■ ACTIVITY ■
Give every entry again, exactly as it stands.

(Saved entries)

------------------------

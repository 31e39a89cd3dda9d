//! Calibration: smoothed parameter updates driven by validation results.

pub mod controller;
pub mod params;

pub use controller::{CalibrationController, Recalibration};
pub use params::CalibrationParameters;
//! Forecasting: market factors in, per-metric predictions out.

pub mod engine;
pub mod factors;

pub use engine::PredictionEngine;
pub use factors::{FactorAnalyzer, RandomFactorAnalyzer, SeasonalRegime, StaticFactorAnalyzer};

------------------------

■ RESULT FOR THIS EXERCISE ■
repository 31e39a89cd3dda9d
//! Calibration: smoothed parameter updates driven by validation results.

pub mod controller;
pub mod params;

pub use controller::{CalibrationController, Recalibration};
pub use params::CalibrationParameters;
//! Forecasting: market factors in, per-metric predictions out.

pub mod engine;
pub mod factors;

pub use engine::PredictionEngine;
pub use factors::{FactorAnalyzer, RandomFactorAnalyzer, SeasonalRegime, StaticFactorAnalyzer};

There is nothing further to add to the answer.